### EXERCISE DESCRIPTION:
Below are records; copy every line among them that contains the word "location".

Collected data:
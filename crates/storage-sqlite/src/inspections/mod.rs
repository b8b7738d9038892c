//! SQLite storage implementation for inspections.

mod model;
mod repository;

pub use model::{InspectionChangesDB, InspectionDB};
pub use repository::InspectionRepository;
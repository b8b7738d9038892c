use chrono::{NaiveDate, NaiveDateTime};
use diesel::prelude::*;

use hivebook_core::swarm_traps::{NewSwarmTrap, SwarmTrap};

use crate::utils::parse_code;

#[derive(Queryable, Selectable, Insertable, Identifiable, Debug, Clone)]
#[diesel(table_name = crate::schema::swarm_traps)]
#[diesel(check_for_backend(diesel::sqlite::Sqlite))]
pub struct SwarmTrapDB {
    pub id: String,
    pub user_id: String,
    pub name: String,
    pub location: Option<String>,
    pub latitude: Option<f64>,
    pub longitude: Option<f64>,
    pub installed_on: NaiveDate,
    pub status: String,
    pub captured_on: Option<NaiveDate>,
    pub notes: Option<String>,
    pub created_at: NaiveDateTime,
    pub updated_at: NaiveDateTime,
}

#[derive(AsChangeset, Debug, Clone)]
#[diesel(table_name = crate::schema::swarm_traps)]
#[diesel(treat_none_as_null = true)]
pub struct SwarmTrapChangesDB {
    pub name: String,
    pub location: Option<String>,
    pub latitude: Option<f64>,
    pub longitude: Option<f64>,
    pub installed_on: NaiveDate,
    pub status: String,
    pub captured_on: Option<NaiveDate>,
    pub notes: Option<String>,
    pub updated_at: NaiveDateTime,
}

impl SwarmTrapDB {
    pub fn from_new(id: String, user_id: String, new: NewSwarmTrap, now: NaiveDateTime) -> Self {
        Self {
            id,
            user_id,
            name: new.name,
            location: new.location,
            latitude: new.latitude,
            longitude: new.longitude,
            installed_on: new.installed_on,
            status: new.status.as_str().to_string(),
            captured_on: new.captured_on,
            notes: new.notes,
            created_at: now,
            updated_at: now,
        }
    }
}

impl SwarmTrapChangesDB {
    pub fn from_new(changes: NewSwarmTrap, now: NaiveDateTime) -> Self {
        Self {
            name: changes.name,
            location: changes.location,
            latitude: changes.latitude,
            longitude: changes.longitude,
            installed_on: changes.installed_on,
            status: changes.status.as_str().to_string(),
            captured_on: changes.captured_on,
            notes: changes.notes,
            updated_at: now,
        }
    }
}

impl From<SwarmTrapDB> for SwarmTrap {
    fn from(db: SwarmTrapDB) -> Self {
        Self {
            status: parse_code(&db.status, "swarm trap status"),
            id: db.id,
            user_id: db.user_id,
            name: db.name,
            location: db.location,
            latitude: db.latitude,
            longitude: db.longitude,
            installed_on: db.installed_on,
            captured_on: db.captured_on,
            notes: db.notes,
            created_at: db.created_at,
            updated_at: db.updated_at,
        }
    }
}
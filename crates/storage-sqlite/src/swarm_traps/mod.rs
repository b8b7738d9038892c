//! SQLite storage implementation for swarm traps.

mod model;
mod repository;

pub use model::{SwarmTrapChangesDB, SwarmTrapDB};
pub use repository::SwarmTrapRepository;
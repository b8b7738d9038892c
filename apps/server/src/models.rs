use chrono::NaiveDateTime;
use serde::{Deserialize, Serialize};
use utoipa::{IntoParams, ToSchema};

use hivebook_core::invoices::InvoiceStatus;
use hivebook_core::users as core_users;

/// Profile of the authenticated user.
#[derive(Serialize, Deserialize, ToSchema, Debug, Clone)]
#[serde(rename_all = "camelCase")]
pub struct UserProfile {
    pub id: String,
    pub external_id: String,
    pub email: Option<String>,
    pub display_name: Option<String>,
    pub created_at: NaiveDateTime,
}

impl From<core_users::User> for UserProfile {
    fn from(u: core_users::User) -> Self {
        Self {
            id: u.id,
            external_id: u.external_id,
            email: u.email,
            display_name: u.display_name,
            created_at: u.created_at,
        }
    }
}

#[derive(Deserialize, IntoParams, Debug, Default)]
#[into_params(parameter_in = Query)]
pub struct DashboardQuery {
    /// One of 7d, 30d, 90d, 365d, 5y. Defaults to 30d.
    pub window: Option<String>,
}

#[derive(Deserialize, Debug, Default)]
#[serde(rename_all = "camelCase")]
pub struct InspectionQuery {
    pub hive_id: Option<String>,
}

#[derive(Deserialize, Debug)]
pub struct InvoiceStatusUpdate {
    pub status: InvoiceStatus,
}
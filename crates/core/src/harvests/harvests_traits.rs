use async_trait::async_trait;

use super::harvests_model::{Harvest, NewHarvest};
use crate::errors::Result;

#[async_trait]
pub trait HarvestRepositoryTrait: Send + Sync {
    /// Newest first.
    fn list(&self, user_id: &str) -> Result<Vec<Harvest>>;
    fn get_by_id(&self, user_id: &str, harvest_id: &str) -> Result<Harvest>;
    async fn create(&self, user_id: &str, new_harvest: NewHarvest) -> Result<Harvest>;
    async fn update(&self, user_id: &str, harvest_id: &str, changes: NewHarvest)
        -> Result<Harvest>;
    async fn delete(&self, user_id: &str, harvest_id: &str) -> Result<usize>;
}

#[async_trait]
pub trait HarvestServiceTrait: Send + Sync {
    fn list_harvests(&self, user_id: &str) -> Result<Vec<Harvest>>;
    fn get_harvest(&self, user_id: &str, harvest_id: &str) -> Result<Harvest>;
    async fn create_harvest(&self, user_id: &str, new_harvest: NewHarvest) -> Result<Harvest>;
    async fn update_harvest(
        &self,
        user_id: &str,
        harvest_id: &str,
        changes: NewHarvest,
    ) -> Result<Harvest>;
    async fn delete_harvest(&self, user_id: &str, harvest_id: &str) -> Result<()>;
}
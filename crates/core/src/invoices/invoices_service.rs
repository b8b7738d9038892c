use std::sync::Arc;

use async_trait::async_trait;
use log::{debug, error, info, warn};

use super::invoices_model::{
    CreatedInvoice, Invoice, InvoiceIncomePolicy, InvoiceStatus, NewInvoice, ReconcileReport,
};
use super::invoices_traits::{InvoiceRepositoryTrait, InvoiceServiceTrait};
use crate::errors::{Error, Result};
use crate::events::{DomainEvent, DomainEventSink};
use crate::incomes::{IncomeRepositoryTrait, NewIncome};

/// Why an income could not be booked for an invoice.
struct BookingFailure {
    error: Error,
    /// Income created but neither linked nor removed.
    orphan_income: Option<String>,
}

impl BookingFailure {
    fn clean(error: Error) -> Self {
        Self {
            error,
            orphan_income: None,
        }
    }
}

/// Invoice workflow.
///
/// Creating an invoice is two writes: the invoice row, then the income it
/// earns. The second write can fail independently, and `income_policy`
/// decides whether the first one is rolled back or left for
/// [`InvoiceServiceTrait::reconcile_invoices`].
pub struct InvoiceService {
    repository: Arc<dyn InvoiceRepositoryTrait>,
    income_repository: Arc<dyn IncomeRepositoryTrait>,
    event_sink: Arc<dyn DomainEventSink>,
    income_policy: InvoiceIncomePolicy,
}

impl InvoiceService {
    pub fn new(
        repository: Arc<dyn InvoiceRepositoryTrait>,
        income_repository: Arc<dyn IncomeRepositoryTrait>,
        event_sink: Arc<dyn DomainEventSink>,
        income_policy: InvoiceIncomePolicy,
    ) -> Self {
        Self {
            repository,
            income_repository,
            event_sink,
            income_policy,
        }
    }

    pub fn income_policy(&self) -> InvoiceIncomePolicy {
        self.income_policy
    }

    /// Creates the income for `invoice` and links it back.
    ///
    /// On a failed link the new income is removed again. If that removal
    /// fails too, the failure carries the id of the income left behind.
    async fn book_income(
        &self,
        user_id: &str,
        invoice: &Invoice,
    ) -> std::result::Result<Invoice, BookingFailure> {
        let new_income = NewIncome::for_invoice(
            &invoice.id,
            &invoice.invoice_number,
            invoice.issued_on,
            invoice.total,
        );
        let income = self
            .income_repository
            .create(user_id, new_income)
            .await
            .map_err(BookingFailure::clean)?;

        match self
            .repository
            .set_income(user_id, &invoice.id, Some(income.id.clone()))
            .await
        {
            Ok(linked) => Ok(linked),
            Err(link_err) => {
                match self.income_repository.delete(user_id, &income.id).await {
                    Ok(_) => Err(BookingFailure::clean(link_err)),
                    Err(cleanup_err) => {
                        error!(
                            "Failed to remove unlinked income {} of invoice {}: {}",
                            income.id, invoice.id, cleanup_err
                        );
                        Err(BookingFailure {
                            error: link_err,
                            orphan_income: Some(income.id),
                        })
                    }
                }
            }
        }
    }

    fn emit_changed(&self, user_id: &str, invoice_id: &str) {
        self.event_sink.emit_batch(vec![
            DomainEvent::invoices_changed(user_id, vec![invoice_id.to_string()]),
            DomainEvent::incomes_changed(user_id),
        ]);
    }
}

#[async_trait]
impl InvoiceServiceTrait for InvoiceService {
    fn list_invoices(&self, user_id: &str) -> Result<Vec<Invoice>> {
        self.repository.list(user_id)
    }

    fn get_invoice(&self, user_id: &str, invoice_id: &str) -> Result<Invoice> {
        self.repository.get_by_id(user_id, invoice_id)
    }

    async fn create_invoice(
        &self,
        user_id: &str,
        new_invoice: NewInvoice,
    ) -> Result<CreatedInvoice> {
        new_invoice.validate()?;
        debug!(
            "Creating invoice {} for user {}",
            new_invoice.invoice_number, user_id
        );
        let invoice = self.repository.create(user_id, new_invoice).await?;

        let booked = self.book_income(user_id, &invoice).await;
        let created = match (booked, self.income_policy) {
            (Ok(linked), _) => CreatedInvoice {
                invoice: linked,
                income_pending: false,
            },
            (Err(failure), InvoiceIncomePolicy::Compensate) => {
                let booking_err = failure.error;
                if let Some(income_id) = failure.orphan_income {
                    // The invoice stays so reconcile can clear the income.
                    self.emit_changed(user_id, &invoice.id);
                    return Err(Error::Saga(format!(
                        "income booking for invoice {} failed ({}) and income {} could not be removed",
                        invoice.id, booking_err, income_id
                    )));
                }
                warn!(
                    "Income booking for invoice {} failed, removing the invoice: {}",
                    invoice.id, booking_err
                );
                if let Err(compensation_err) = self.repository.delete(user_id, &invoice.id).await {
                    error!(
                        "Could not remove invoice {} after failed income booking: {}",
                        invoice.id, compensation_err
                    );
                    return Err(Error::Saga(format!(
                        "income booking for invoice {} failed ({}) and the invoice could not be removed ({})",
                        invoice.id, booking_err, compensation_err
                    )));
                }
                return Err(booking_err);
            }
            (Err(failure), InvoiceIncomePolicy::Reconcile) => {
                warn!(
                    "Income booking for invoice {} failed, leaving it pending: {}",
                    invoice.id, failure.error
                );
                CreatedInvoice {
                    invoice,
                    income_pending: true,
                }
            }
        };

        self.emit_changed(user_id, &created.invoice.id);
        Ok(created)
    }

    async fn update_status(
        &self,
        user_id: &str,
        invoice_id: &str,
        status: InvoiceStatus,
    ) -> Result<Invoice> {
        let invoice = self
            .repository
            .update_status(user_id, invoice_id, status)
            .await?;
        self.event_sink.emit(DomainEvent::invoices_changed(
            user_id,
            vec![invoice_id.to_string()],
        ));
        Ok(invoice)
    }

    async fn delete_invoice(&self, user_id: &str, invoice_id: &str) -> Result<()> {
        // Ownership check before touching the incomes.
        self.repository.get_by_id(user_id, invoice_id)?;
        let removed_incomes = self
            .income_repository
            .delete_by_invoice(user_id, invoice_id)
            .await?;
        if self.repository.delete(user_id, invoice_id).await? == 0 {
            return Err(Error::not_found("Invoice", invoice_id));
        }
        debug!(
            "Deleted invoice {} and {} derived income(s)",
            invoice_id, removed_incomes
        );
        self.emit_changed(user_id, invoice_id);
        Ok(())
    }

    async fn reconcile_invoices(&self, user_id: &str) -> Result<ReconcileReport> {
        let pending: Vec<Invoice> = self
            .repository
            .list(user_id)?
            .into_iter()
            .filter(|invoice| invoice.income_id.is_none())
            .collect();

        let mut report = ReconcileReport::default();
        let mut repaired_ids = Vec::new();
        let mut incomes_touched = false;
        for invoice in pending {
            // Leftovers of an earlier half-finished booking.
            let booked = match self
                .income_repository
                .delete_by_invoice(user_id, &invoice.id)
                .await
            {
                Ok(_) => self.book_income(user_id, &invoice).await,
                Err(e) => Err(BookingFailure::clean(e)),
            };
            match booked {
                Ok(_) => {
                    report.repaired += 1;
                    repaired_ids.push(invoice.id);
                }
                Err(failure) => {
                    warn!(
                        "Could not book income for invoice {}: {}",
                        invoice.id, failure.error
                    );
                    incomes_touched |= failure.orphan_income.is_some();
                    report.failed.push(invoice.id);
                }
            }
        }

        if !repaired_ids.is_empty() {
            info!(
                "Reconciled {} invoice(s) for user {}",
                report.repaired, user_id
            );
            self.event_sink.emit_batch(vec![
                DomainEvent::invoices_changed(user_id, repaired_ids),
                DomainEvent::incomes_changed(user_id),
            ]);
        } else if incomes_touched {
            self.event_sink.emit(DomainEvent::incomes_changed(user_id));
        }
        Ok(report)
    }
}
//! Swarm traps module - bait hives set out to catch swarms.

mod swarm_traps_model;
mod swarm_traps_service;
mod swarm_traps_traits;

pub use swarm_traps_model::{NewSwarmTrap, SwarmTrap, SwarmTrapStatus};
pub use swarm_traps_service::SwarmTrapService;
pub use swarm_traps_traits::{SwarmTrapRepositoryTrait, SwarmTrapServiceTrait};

### EXERCISE OUTPUT:
    pub location: Option<String>,
    pub location: Option<String>,
            location: new.location,
            location: changes.location,
            location: db.location,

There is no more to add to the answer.